Das dürfe sich nicht wiederholen, meinte er, und ordnete den Tassenzensus an. Nach der Erfassung sollte dann jedes Jahr einmal überprüft werden, ob die Bürgerinnen und Bürger des Landes noch alle Tassen im Schrank hätten. So wie es an diesem Tag geschehen sollte. Am Ende ließe sich so doch noch überprüfen, ob der nunmehrige Kanzler vielleicht doch recht gehabt hat mit seiner Behauptung.
Der Moosgruber unter Verdacht
Logisch, ausbaden mussten derartige Ideen natürlich wieder er und seine Kollegen in der Polizeiinspektion. Als hätten sie nicht genug zu tun. Gerade erst war aufgeflogen, dass sich ein paar Kollegen mit dem Kauf und Weiterverkauf von Kokain ein paar Euro dazuverdient hatten. Damit hatte der Schöninger immer noch genug Ärger. Sogar der Moosgruber war unter Verdacht geraten. Doch am Ende stellte sich heraus, dass es stinknormaler Schnupftabak war, den er sich regelmäßig einverleibte.
Und der Schöninger selbst hatte sich gefragt, wie es sein konnte, dass sich der Heinl dieses neue Paar Ski leisten konnte, mit dem er eines Tages auf dem Dachgepäckträger dahergekommen war. „ETFs“, hatte der Heinl geantwortet, als er ihn gefragt hat. Er wollte gar nicht weiter nachfragen, was sich hinter dieser Abkürzung verbarg. Schwierige Zeiten waren das.
Und jetzt sollten sie jedes Jahr Tassen zählen! Der Schöninger war nicht der einzige, der Zweifel am Tassenzensus hatte. Kritiker hatten von einem riesigen Bürokratiemonster gesprochen, weil ja nun der Kauf von neuen Tassen ebenso registriert werden musste wie der Verlust eines Haferls, wenn er beispielsweise zu Boden fiel und zerbrach.

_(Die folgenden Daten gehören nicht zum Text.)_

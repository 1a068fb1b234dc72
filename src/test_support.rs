//! Helpers shared by unit tests.

use crate::env::Environment;
use std::fs;
use std::path::{Path, PathBuf};
use std::sync::{Mutex, MutexGuard, OnceLock};

/// Serializes tests that read or change the process working directory.
pub fn lock_current_dir() -> MutexGuard<'static, ()> {
    static MUTEX: OnceLock<Mutex<()>> = OnceLock::new();
    MUTEX
        .get_or_init(|| Mutex::new(()))
        .lock()
        .unwrap_or_else(|poisoned| poisoned.into_inner())
}

/// Environment with no variables, rooted at the process working directory.
pub fn empty_env() -> Environment {
    let cwd = std::env::current_dir().unwrap_or_else(|_| PathBuf::from("/"));
    Environment::with_vars(Vec::<(String, String)>::new(), cwd)
}

/// Writes an executable `/bin/sh` script named `name` into `dir`.
#[cfg(unix)]
pub fn make_script(dir: &Path, name: &str, body: &str) -> PathBuf {
    use std::os::unix::fs::PermissionsExt;

    let path = dir.join(name);
    fs::write(&path, format!("#!/bin/sh\n{body}\n")).expect("write script");
    fs::set_permissions(&path, fs::Permissions::from_mode(0o755)).expect("chmod script");
    path
}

Schnell die Bonpflicht bei Bäckereien abgeschafft
Als Ausgleichsmaßnahme hatte man schnell die Bonpflicht bei den Bäckereien wieder abgeschafft. Die „Mama“ jedenfalls hatte jetzt Angst. „Dann hätte ich es doch gemeldet, Papa“, hatte sie gesagt, als er am Morgen die Vermutung geäußert hatte, das Haferl könnte ihr ja runtergefallen sein. Ob der Karli sie vielleicht mal mitgenommen hat? Er würde seinen Sohn gleich mal anrufen.
Inspektor Schöninger schaute auf die Uhr. Es war halb acht. Eineinhalb Stunden Dienst hatte er schon hinter sich. Auch dieser Tag würde also vorübergehen. Er musste lächeln. Eigentlich hatten sie ja Glück. Bayerns Wirtschaftsminister Aiwanger hatte seinerzeit bei dieser Heizungsdemonstration in Erding die Vermutung geäußert, die „do oben in Berlin hätten den Orsch auf“. In der Haut der Berliner Kollegen, die das nun überprüfen sollten, wollte er jedenfalls nicht stecken.